La artificiera con el traje y el casco para la desarticulación de explosivos salía del edificio, los brazos acolchados, sin forma, extendidos, sosteniendo una bolsa negra blindada e ignífuga.

—Los rayos X habrán mostrado algo que no les ha gustado —comentó Benton.

—Y no usan a Android —dijo Marino.

—¿A quién? —preguntó Scarpetta.

—Al robot. Lo llaman Android, por el nombre de la artificiera, que se llama Ann Droiden. Es raro eso de los nombres de la gente, como esos dentistas que se llaman Dolores, o De las Muelas. Ann Droiden es buena en su trabajo. Y también está buena. Todos los tíos quieren que sea ella la que les coja el paquete, ya me entendéis. Tiene que ser duro ser la única mujer de la brigada de artificieros. La razón de que la conozca —siguió Marino, como si tuviera que explicar por qué no dejaba de hablar de una bonita artificiera llamada Ann— es que antes trabajaba en la Dos de Harlem, donde guardan el tanque de contención, y ella aún se deja caer por ahí para visitar a sus antiguos colegas de la Unidad de Emergencias. La Dos no está lejos de mi casa, a unas manzanas. Suelo pasarme por allí, tomarme un café, llevarle unas golosinas al bóxer de la compañía, un perro de puta madre,
Mac.
Un perro recogido de la calle. Siempre que puedo, si todos están ocupados, me llevo a
Mac
a casa para que no pase toda la noche solo.

—Si la usan a ella en lugar del robot, lo que contiene la caja, sea lo que sea, no es sensible al movimiento. Deben de estar seguros de eso —dijo Scarpetta.

—Si fuera sensible al movimiento, supongo que te estarían despegando de la luna, ya que has subido el paquete a tu casa —replicó Marino con su diplomacia habitual.

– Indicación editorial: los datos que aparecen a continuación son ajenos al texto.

//! Chunk file format: an immutable, fixed-size batch of transitions.
//!
//! Each chunk is a bincode-serialized [`ChunkData`] compressed with zstd,
//! written to a temporary file and published by rename so a chunk is never
//! visible half-written. Chunk boundaries carry no semantic meaning; they
//! exist only to amortize write and decode cost.

use std::fs;
use std::io;
use std::path::{Path, PathBuf};

use serde::{Deserialize, Serialize};

use super::DatasetError;
use crate::core::transition::Transition;

/// Zstd compression level for chunk payloads.
const CHUNK_COMPRESSION_LEVEL: i32 = 3;

/// On-disk payload of one chunk: flattened column storage plus the
/// dimensionality it was collected with.
#[derive(Debug, Clone, PartialEq, Serialize, Deserialize)]
pub struct ChunkData {
    /// Observation dimension of every transition in the chunk
    pub obs_dim: usize,
    /// Action dimension of every transition in the chunk
    pub action_dim: usize,
    /// Number of transitions
    pub len: usize,
    /// Flattened previous observations `[len * obs_dim]`
    pub prev_obs: Vec<f32>,
    /// Flattened actions `[len * action_dim]`
    pub action: Vec<f32>,
    /// Flattened observations `[len * obs_dim]`
    pub obs: Vec<f32>,
}

impl ChunkData {
    /// Build chunk data from an ordered slice of transitions.
    pub fn from_transitions(
        obs_dim: usize,
        action_dim: usize,
        transitions: &[Transition],
    ) -> Self {
        let len = transitions.len();
        let mut data = Self {
            obs_dim,
            action_dim,
            len,
            prev_obs: Vec::with_capacity(len * obs_dim),
            action: Vec::with_capacity(len * action_dim),
            obs: Vec::with_capacity(len * obs_dim),
        };
        for t in transitions {
            data.prev_obs.extend_from_slice(&t.prev_obs);
            data.action.extend_from_slice(&t.action);
            data.obs.extend_from_slice(&t.obs);
        }
        data
    }

    /// Reconstruct the `index`-th transition.
    pub fn transition(&self, index: usize) -> Transition {
        let o = self.obs_dim;
        let a = self.action_dim;
        Transition::new(
            self.prev_obs[index * o..(index + 1) * o].to_vec(),
            self.action[index * a..(index + 1) * a].to_vec(),
            self.obs[index * o..(index + 1) * o].to_vec(),
        )
    }

    /// Iterate over all transitions in stored order.
    pub fn transitions(&self) -> impl Iterator<Item = Transition> + '_ {
        (0..self.len).map(move |i| self.transition(i))
    }
}

/// File name for the chunk with sequence number `seq`.
pub fn chunk_file_name(seq: u64) -> String {
    format!("chunk_{:08}.bin", seq)
}

/// Write a chunk to `dir`, publishing it atomically.
///
/// The payload is staged under a `.tmp-` prefix and renamed into place,
/// so readers never observe a partial chunk.
pub fn write_chunk(
    dir: &Path,
    seq: u64,
    obs_dim: usize,
    action_dim: usize,
    transitions: &[Transition],
) -> io::Result<PathBuf> {
    let data = ChunkData::from_transitions(obs_dim, action_dim, transitions);
    let encoded = bincode::serialize(&data)
        .map_err(|e| io::Error::new(io::ErrorKind::InvalidData, e.to_string()))?;
    let compressed = zstd::encode_all(encoded.as_slice(), CHUNK_COMPRESSION_LEVEL)?;

    let file_name = chunk_file_name(seq);
    let tmp_path = dir.join(format!(".tmp-{}", file_name));
    let final_path = dir.join(&file_name);

    fs::write(&tmp_path, &compressed)?;
    fs::rename(&tmp_path, &final_path)?;
    Ok(final_path)
}

/// Read and decode one chunk file.
pub fn read_chunk(path: &Path) -> Result<ChunkData, DatasetError> {
    let compressed = fs::read(path)?;
    let encoded = zstd::decode_all(compressed.as_slice())
        .map_err(|e| DatasetError::Decode(format!("{}: {}", path.display(), e)))?;
    let data: ChunkData = bincode::deserialize(&encoded)
        .map_err(|e| DatasetError::Decode(format!("{}: {}", path.display(), e)))?;

    let expected = (data.len * data.obs_dim, data.len * data.action_dim);
    if data.prev_obs.len() != expected.0
        || data.obs.len() != expected.0
        || data.action.len() != expected.1
    {
        return Err(DatasetError::Decode(format!(
            "{}: inconsistent chunk payload lengths",
            path.display()
        )));
    }
    Ok(data)
}

/// List chunk files in `dir`, sorted by sequence number.
///
/// Temporary (`.tmp-` prefixed) and unrelated files are ignored.
pub fn list_chunk_files(dir: &Path) -> io::Result<Vec<(u64, PathBuf)>> {
    let mut chunks = Vec::new();
    for entry in fs::read_dir(dir)? {
        let entry = entry?;
        let path = entry.path();
        let Some(name) = path.file_name().and_then(|n| n.to_str()) else {
            continue;
        };
        let Some(seq) = name
            .strip_prefix("chunk_")
            .and_then(|s| s.strip_suffix(".bin"))
            .and_then(|s| s.parse::<u64>().ok())
        else {
            continue;
        };
        chunks.push((seq, path));
    }
    chunks.sort_by_key(|(seq, _)| *seq);
    Ok(chunks)
}

/// Next free sequence number in `dir` (0 for a fresh directory).
///
/// Lets a stopped collection run resume without clobbering earlier chunks.
pub fn next_chunk_seq(dir: &Path) -> io::Result<u64> {
    Ok(list_chunk_files(dir)?
        .last()
        .map(|(seq, _)| seq + 1)
        .unwrap_or(0))
}

#[cfg(test)]
mod tests {
    use super::*;
    use tempfile::tempdir;

    fn sample_transitions(n: usize) -> Vec<Transition> {
        (0..n)
            .map(|i| {
                let base = i as f32;
                Transition::new(
                    vec![base, base + 0.1, base + 0.2],
                    vec![],
                    vec![base + 1.0, base + 1.1, base + 1.2],
                )
            })
            .collect()
    }

    #[test]
    fn test_chunk_round_trip() {
        let dir = tempdir().unwrap();
        let transitions = sample_transitions(10);

        let path = write_chunk(dir.path(), 0, 3, 0, &transitions).unwrap();
        let data = read_chunk(&path).unwrap();

        assert_eq!(data.len, 10);
        assert_eq!(data.obs_dim, 3);
        assert_eq!(data.action_dim, 0);
        let restored: Vec<Transition> = data.transitions().collect();
        assert_eq!(restored, transitions);
    }

    #[test]
    fn test_no_tmp_files_left_behind() {
        let dir = tempdir().unwrap();
        write_chunk(dir.path(), 3, 3, 0, &sample_transitions(4)).unwrap();

        let names: Vec<String> = fs::read_dir(dir.path())
            .unwrap()
            .map(|e| e.unwrap().file_name().to_string_lossy().into_owned())
            .collect();
        assert_eq!(names, vec!["chunk_00000003.bin"]);
    }

    #[test]
    fn test_list_chunk_files_sorted() {
        let dir = tempdir().unwrap();
        for seq in [2u64, 0, 1] {
            write_chunk(dir.path(), seq, 3, 0, &sample_transitions(1)).unwrap();
        }
        fs::write(dir.path().join("notes.txt"), b"ignored").unwrap();

        let seqs: Vec<u64> = list_chunk_files(dir.path())
            .unwrap()
            .into_iter()
            .map(|(seq, _)| seq)
            .collect();
        assert_eq!(seqs, vec![0, 1, 2]);
        assert_eq!(next_chunk_seq(dir.path()).unwrap(), 3);
    }

    #[test]
    fn test_read_chunk_rejects_garbage() {
        let dir = tempdir().unwrap();
        let path = dir.path().join("chunk_00000000.bin");
        fs::write(&path, b"not a chunk").unwrap();

        assert!(matches!(read_chunk(&path), Err(DatasetError::Decode(_))));
    }
}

—Podría ser sensible al movimiento, con un temporizador. Evidentemente, no es el caso —intervino Benton.

La policía hizo retroceder a la gente, asegurándose de que no hubiera nadie a menos de 100 metros de la artificiera que bajaba los escalones de la entrada con el rostro tapado por una visera. Caminaba despacio, con cierta rigidez pero con una agilidad sorprendente, hacia el camión, que esperaba con el motor en marcha.